**Data section:**
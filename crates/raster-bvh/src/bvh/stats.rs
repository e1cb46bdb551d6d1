//! Build and traversal counters.

/// Counters gathered while building a tree.
#[derive(Debug, Clone, Copy, Default, PartialEq, Eq)]
pub struct BuildStats {
    pub total_nodes: usize,
    pub leaf_count: usize,
    /// Deepest recursion level reached; the root is at depth 1.
    pub max_depth: usize,
    pub total_faces: usize,
}

impl BuildStats {
    pub fn interior_count(&self) -> usize {
        self.total_nodes - self.leaf_count
    }
}

/// Counters for one traversal.
///
/// `culled_nodes` and `culled_faces` start at the totals and are decremented
/// as nodes are accepted and faces are drawn, so after the traversal they hold
/// what was skipped.
#[derive(Debug, Clone, Copy, Default, PartialEq, Eq)]
pub struct TraversalStats {
    pub total_nodes: usize,
    pub total_faces: usize,
    pub visited_nodes: usize,
    pub culled_nodes: usize,
    pub culled_faces: usize,
}

impl TraversalStats {
    /// Counters at the start of a traversal: everything culled.
    pub fn begin(total_nodes: usize, total_faces: usize) -> Self {
        Self {
            total_nodes,
            total_faces,
            visited_nodes: 0,
            culled_nodes: total_nodes,
            culled_faces: total_faces,
        }
    }

    /// Records that `count` faces were drawn.
    #[inline]
    pub fn mark_faces_drawn(&mut self, count: usize) {
        self.culled_faces = self.culled_faces.saturating_sub(count);
    }

    #[inline]
    pub(crate) fn mark_node_accepted(&mut self) {
        self.culled_nodes = self.culled_nodes.saturating_sub(1);
    }

    pub fn drawn_faces(&self) -> usize {
        self.total_faces - self.culled_faces
    }

    /// Fraction of nodes culled, in `[0, 1]`.
    pub fn culled_node_ratio(&self) -> f32 {
        ratio(self.culled_nodes, self.total_nodes)
    }

    /// Fraction of faces culled, in `[0, 1]`.
    pub fn culled_face_ratio(&self) -> f32 {
        ratio(self.culled_faces, self.total_faces)
    }
}

fn ratio(part: usize, total: usize) -> f32 {
    if total == 0 {
        0.0
    } else {
        part as f32 / total as f32
    }
}

#[cfg(test)]
mod tests {
    use super::*;

    #[test]
    fn begin_counts_everything_as_culled() {
        let stats = TraversalStats::begin(7, 4);
        assert_eq!(stats.culled_nodes, 7);
        assert_eq!(stats.culled_faces, 4);
        assert_eq!(stats.culled_face_ratio(), 1.0);
    }

    #[test]
    fn drawing_faces_lowers_the_cull_ratio() {
        let mut stats = TraversalStats::begin(7, 4);
        stats.mark_faces_drawn(1);
        stats.mark_node_accepted();

        assert_eq!(stats.drawn_faces(), 1);
        assert_eq!(stats.culled_face_ratio(), 0.75);
        assert_eq!(stats.culled_nodes, 6);

        stats.mark_faces_drawn(10);
        assert_eq!(stats.culled_faces, 0);
    }

    #[test]
    fn empty_totals_have_zero_ratio() {
        let stats = TraversalStats::default();
        assert_eq!(stats.culled_node_ratio(), 0.0);
        assert_eq!(stats.culled_face_ratio(), 0.0);
    }
}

**Task brief:**
Report, from the entries above, each line where "BuildStats" is found.

**Response area:**
pub struct BuildStats {
impl BuildStats {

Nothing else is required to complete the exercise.